Students taking child development learn about the development of children while running a preschool lab. Twelve preschoolers stay in their care from 8-11am, with 28 students in each class. This is the first year at Watkins Mill that freshmen can take the course.

During class, students are on five rotations: teaching, planning, observing, doing a research project and having Village Time. Preschoolers are separated into a red, green, yellow or blue group for rotations. There are nine rotations per period.

The program lasts three years including an internship. The third year and internship are often taken together. Second-year students start tracking the development of a single preschooler.
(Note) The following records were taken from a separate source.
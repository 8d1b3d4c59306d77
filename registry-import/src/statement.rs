//! Insert statement rendering.

use crate::mapper::MappedRecord;

/// Render one `INSERT INTO <table> (<cols>) VALUES (<literals>);` statement.
///
/// Columns and values appear in the mapped record's order, comma separated
/// without spaces. Values are positional, so the order must match the
/// schema's output columns.
pub fn render_insert(table: &str, record: &MappedRecord) -> String {
    let columns: Vec<&str> = record.columns().collect();
    let values: Vec<&str> = record.literals().map(|l| l.as_str()).collect();
    format!(
        "INSERT INTO {table} ({}) VALUES ({});",
        columns.join(","),
        values.join(",")
    )
}
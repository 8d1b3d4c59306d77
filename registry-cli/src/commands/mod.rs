pub(crate) mod config;
pub(crate) mod import;
pub(crate) mod schemas;
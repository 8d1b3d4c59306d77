//! Turn delimited registry exports into SQL insert statements.
//!
//! This crate owns all ETL logic: normalizing raw field text into SQL
//! literals, mapping source rows onto an entity schema, generating
//! identifiers, rendering insert statements, and driving a whole file
//! through the pipeline.

pub mod error;
pub mod ids;
pub mod mapper;
pub mod normalize;
pub mod pipeline;
pub mod progress;
pub mod settings;
pub mod statement;

pub use error::{ImportError, RecordError, RecordErrorCause};
pub use ids::{IdGenerator, IdMode, RandomIds, StableIds};
pub use mapper::{HeaderIndex, MapOutcome, MappedRecord, SourceRecord, map_record};
pub use normalize::{InvalidValuePolicy, Literal, NormalizeError, normalize};
pub use pipeline::{
    Generated, ImportOptions, ImportStats, default_output_path, generate, import_file,
};
pub use progress::{ImportProgress, LogProgress, SilentProgress};
pub use settings::{ImportSettings, OptionOverrides};
pub use statement::render_insert;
Third-year students work as administrators, such as by keeping records and doing paperwork.

Child development is “not just hanging out and chilling out with your friends and getting an easy A. It’s an introduction to a career that a lot of people find rewarding,” child development teacher Melissa Cloyd said.

“I enjoy getting a head start in what I want to do in the future,” junior Leyla Mendez said.

Montgomery County Public Schools recently hired 28 teachers that completed the child development program four years ago at Sherwood High School. “I would like to see some kids from Watkins Mill come out of here and go into teaching for MCPS,” Cloyd added.

“I had a student…last year, they just put her in [child development]. She didn’t want to be in this class. And then through the year, she started to see that this could be something for her. And now this year she’s applying to college to become an educator,” Cloyd added.

“I was a preschooler here in child development, so this is also me giving back to the school as well,” Mendez added.

“A lot of students appreciate [that] they get to be a difference-maker…We’re not just doing something for ourselves, we’re also doing something to serve some people in the community,” Cloyd added.